# Problem:
Below is a set of entries; give all of them again exactly.

:: Provided data ::

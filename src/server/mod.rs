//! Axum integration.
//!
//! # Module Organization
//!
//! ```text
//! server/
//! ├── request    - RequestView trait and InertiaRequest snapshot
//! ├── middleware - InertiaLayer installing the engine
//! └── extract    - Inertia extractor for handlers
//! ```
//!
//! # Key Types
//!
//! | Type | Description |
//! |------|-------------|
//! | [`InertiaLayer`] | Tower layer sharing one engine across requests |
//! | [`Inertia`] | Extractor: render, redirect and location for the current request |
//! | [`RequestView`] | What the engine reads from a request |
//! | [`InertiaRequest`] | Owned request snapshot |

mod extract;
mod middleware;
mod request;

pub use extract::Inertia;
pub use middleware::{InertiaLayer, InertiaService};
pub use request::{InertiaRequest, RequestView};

:::

# Exercise output:
filename src/server/mod.rs
//! Axum integration.
//!
//! # Module Organization
//!
//! ```text
//! server/
//! ├── request    - RequestView trait and InertiaRequest snapshot
//! ├── middleware - InertiaLayer installing the engine
//! └── extract    - Inertia extractor for handlers
//! ```
//!
//! # Key Types
//!
//! | Type | Description |
//! |------|-------------|
//! | [`InertiaLayer`] | Tower layer sharing one engine across requests |
//! | [`Inertia`] | Extractor: render, redirect and location for the current request |
//! | [`RequestView`] | What the engine reads from a request |
//! | [`InertiaRequest`] | Owned request snapshot |

mod extract;
mod middleware;
mod request;

pub use extract::Inertia;
pub use middleware::{InertiaLayer, InertiaService};
pub use request::{InertiaRequest, RequestView};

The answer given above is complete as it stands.